The Flint Hills were tough to cultivate but they made ideal pasture. Cowboys drove cattle overland from Texas to Kansas for summer grazing, then on to railroad cattle towns for shipping to feedlots and eventual slaughter. As the railroads expanded, small towns became shipping points for cattle to be loaded on trains to Kansas City and Chicago. Cow towns such as Wichita, thirty miles west of El Dorado, flourished. In 1886, Butler County discovered kaffir corn, a tropical African variety of sorghum used to feed cattle and poultry, and ideally suited to the Kansas climate. Kaffir corn was drought- and heat-resistant, and thrived in dry warmth. As Butler County farmers turned increasingly to cattle raising, the price of kaffir corn soared. By 1911, nearly sixty thousand acres were planted with kaffir corn. To celebrate, the Knights of Mapira, a fraternal order, organized the first Kaffir Corn Carnival, a three-day celebration in downtown El Dorado that included parades, pageants, and contests. A triumphal arch made of kaffir corn and other crops spanned the first block of East Central Avenue. Twenty-nine townships in the county built booths decorated with animals, township maps, and the seal of Kansas, all out of kaffir corn. Men competed in fence-building, nail-driving, and hog-calling contests. Women did chicken calling, geese picking, butter churning. There was turtle racing and a float competition. In October 1926, the title of Miss El Dorado for that year’s carnival went to Stanley Ann’s great-aunt Doris Evelyn Armour, a 1923 graduate of El Dorado High School and a former student at Kansas State Teachers College in Emporia, whom the local newspaper described as “a genuinely beautiful girl, with dark brown bobbed hair, brown eyes and a delicate coloring that is entirely natural and most becoming.”

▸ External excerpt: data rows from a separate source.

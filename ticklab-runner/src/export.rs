//! Artifact export — the reporting boundary.
//!
//! The core defines no file format; this module is the external reporter:
//! it writes the completed result as JSON plus per-tick CSVs for plotting.

use serde::Serialize;
use std::path::{Path, PathBuf};
use thiserror::Error;

use crate::runner::BacktestResult;

#[derive(Debug, Error)]
pub enum ExportError {
    #[error("cannot write artifact '{path}': {source}")]
    Io {
        path: PathBuf,
        source: std::io::Error,
    },
    #[error("cannot serialize result: {0}")]
    Json(#[from] serde_json::Error),
    #[error("cannot write csv artifact: {0}")]
    Csv(#[from] csv::Error),
}

/// One row of `trace.csv`: the per-tick portfolio and activity summary.
#[derive(Debug, Serialize)]
struct TraceRow {
    timestamp: String,
    cash: f64,
    stock: u64,
    equity: f64,
    orders: usize,
    fills: usize,
    rejects: usize,
    shortfalls: usize,
}

/// Write `result.json`, `equity.csv`, and `trace.csv` into `output_dir`,
/// creating the directory if needed. Returns the paths written.
pub fn save_artifacts(
    result: &BacktestResult,
    output_dir: &Path,
) -> Result<Vec<PathBuf>, ExportError> {
    std::fs::create_dir_all(output_dir).map_err(|source| ExportError::Io {
        path: output_dir.to_path_buf(),
        source,
    })?;

    let json_path = output_dir.join("result.json");
    let json = serde_json::to_string_pretty(result)?;
    std::fs::write(&json_path, json).map_err(|source| ExportError::Io {
        path: json_path.clone(),
        source,
    })?;

    let equity_path = output_dir.join("equity.csv");
    write_equity_csv(result, &equity_path)?;

    let trace_path = output_dir.join("trace.csv");
    write_trace_csv(result, &trace_path)?;

    Ok(vec![json_path, equity_path, trace_path])
}

fn write_equity_csv(result: &BacktestResult, path: &Path) -> Result<(), ExportError> {
    let mut writer = csv::Writer::from_path(path)?;
    writer.write_record(["tick", "timestamp", "equity"])?;
    for (tick, (record, equity)) in result
        .trace
        .records()
        .iter()
        .zip(&result.equity_curve)
        .enumerate()
    {
        writer.write_record([
            tick.to_string(),
            record.timestamp.to_rfc3339(),
            equity.to_string(),
        ])?;
    }
    writer.flush().map_err(|source| ExportError::Io {
        path: path.to_path_buf(),
        source,
    })?;
    Ok(())
}

fn write_trace_csv(result: &BacktestResult, path: &Path) -> Result<(), ExportError> {
    let mut writer = csv::Writer::from_path(path)?;
    for record in result.trace.records() {
        writer.serialize(TraceRow {
            timestamp: record.timestamp.to_rfc3339(),
            cash: record.portfolio.cash,
            stock: record.portfolio.stock,
            equity: record.portfolio.equity(record.mark),
            orders: record.orders.len(),
            fills: record.fills.iter().filter(|f| !f.is_reject()).count(),
            rejects: record.fills.iter().filter(|f| f.is_reject()).count(),
            shortfalls: record.shortfalls.len(),
        })?;
    }
    writer.flush().map_err(|source| ExportError::Io {
        path: path.to_path_buf(),
        source,
    })?;
    Ok(())
}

Butler County had another resource, even better than kaffir corn and far more unsettling. A few years before the births of Stanley Dunham and Madelyn Payne, a massive oil strike upended the economy of the region almost overnight. In the porous stone along the eastern edge of the Nemaha Ridge in southeastern Kansas, there were pools of oil and natural gas. On October 7, 1915, the Wichita Natural Gas Company struck oil on land owned by John Stapleton about five miles northwest of El Dorado. It was one of the largest oil strikes of the time. Oil companies and entrepreneurs thundered in. In 1918, the year Stanley was born, the El Dorado field produced 29 million barrels, a figure that Craig Miner says was more than nine times the total output for Kansas three years earlier. El Dorado was the largest-producing single field in the United States. It was wartime, too, so oil prices were high. There were more strikes near Towanda and Augusta. Derricks and tank farms sprung up. Soon there were eight refineries in towns such as El Dorado, Augusta, Wichita, and Potwin. The population of El Dorado and the surrounding township soared to 14,459 in 1920 from 3,262 in 1915, more than quadrupling in five years. Hundreds of one-room shacks and tents were thrown up, as El Dorado home owners leased their backyards and gardens, and built houses in vacant lots to rent out. Oil companies rolled out instant towns, with names such as Oil Hill and Midian, replete with tennis courts, swimming pools, baseball teams, and horseshoe pits. Oil-field lease houses—with walls made of compressed wood pulp, no indoor plumbing or electricity, and heat from a single stove—rented for an average of seven dollars a month. Oil-field employees worked twelve-hour shifts around the clock. Drugstores stayed open late into the night. Then the storm passed. In 1925, the year Madelyn turned three and her family moved from Peru to Augusta, the boom peaked. By the 1930s, the oil companies had turned their attention elsewhere. The population of Butler County dwindled. Left in the boom’s wake was the memory of a bonanza that had barreled through town like a westbound train.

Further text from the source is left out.